What you are asked to do: Transcribe the entries exactly as each line appears.
------ Available records
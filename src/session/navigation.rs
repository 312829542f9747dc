use serde::Serialize;
use std::fmt;

use super::roles::Role;
use super::Session;
use crate::error::{ArmsError, ArmsResult};

/// Top-level areas of the application, each visible to a fixed set of roles
#[derive(Debug, Clone, Copy, PartialEq, Eq, Hash, Serialize)]
#[serde(rename_all = "lowercase")]
pub enum Section {
    Dashboard,
    Students,
    Courses,
    Enrollments,
    Grades,
    Transcripts,
    Classrooms,
    Users,
}

impl Section {
    /// Display order
    pub const ALL: [Section; 8] = [
        Section::Dashboard,
        Section::Students,
        Section::Courses,
        Section::Enrollments,
        Section::Grades,
        Section::Transcripts,
        Section::Classrooms,
        Section::Users,
    ];

    pub fn id(&self) -> &'static str {
        match self {
            Section::Dashboard => "dashboard",
            Section::Students => "students",
            Section::Courses => "courses",
            Section::Enrollments => "enrollments",
            Section::Grades => "grades",
            Section::Transcripts => "transcripts",
            Section::Classrooms => "classrooms",
            Section::Users => "users",
        }
    }

    pub fn label(&self) -> &'static str {
        match self {
            Section::Dashboard => "Dashboard",
            Section::Students => "Students",
            Section::Courses => "Courses",
            Section::Enrollments => "Enrollments",
            Section::Grades => "Grades",
            Section::Transcripts => "Transcripts",
            Section::Classrooms => "Classrooms",
            Section::Users => "User Management",
        }
    }

    pub fn roles(&self) -> &'static [Role] {
        match self {
            Section::Dashboard => &[Role::Admin, Role::Registrar, Role::Faculty, Role::Student],
            Section::Students | Section::Courses | Section::Enrollments | Section::Classrooms => {
                &[Role::Admin, Role::Registrar]
            }
            Section::Grades => &[Role::Faculty],
            Section::Transcripts => &[Role::Admin, Role::Registrar, Role::Student],
            Section::Users => &[Role::Admin],
        }
    }

    pub fn is_visible_to(&self, session: &Session) -> bool {
        session.has_any_role(self.roles())
    }
}

impl fmt::Display for Section {
    fn fmt(&self, f: &mut fmt::Formatter<'_>) -> fmt::Result {
        f.write_str(self.label())
    }
}

pub fn visible_sections(session: &Session) -> Vec<Section> {
    Section::ALL
        .into_iter()
        .filter(|section| section.is_visible_to(session))
        .collect()
}

/// Refuse locally before any request is made for a hidden section
pub fn ensure_section(session: &Session, section: Section) -> ArmsResult<()> {
    if !session.is_authenticated() {
        return Err(ArmsError::Unauthenticated);
    }
    if !section.is_visible_to(session) {
        let roles: Vec<&str> = section.roles().iter().map(Role::as_str).collect();
        return Err(ArmsError::forbidden(format!(
            "{} is available to {} only",
            section.label(),
            roles.join(", ")
        )));
    }
    Ok(())
}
------------
Solved problem:
filename src/session/navigation.rs
repository 312829542f9747dc
use serde::Serialize;
use std::fmt;

use super::roles::Role;
use super::Session;
use crate::error::{ArmsError, ArmsResult};

/// Top-level areas of the application, each visible to a fixed set of roles
#[derive(Debug, Clone, Copy, PartialEq, Eq, Hash, Serialize)]
#[serde(rename_all = "lowercase")]
pub enum Section {
    Dashboard,
    Students,
    Courses,
    Enrollments,
    Grades,
    Transcripts,
    Classrooms,
    Users,
}

impl Section {
    /// Display order
    pub const ALL: [Section; 8] = [
        Section::Dashboard,
        Section::Students,
        Section::Courses,
        Section::Enrollments,
        Section::Grades,
        Section::Transcripts,
        Section::Classrooms,
        Section::Users,
    ];

    pub fn id(&self) -> &'static str {
        match self {
            Section::Dashboard => "dashboard",
            Section::Students => "students",
            Section::Courses => "courses",
            Section::Enrollments => "enrollments",
            Section::Grades => "grades",
            Section::Transcripts => "transcripts",
            Section::Classrooms => "classrooms",
            Section::Users => "users",
        }
    }

    pub fn label(&self) -> &'static str {
        match self {
            Section::Dashboard => "Dashboard",
            Section::Students => "Students",
            Section::Courses => "Courses",
            Section::Enrollments => "Enrollments",
            Section::Grades => "Grades",
            Section::Transcripts => "Transcripts",
            Section::Classrooms => "Classrooms",
            Section::Users => "User Management",
        }
    }

    pub fn roles(&self) -> &'static [Role] {
        match self {
            Section::Dashboard => &[Role::Admin, Role::Registrar, Role::Faculty, Role::Student],
            Section::Students | Section::Courses | Section::Enrollments | Section::Classrooms => {
                &[Role::Admin, Role::Registrar]
            }
            Section::Grades => &[Role::Faculty],
            Section::Transcripts => &[Role::Admin, Role::Registrar, Role::Student],
            Section::Users => &[Role::Admin],
        }
    }

    pub fn is_visible_to(&self, session: &Session) -> bool {
        session.has_any_role(self.roles())
    }
}

impl fmt::Display for Section {
    fn fmt(&self, f: &mut fmt::Formatter<'_>) -> fmt::Result {
        f.write_str(self.label())
    }
}

pub fn visible_sections(session: &Session) -> Vec<Section> {
    Section::ALL
        .into_iter()
        .filter(|section| section.is_visible_to(session))
        .collect()
}

/// Refuse locally before any request is made for a hidden section
pub fn ensure_section(session: &Session, section: Section) -> ArmsResult<()> {
    if !session.is_authenticated() {
        return Err(ArmsError::Unauthenticated);
    }
    if !section.is_visible_to(session) {
        let roles: Vec<&str> = section.roles().iter().map(Role::as_str).collect();
        return Err(ArmsError::forbidden(format!(
            "{} is available to {} only",
            section.label(),
            roles.join(", ")
        )));
    }
    Ok(())
}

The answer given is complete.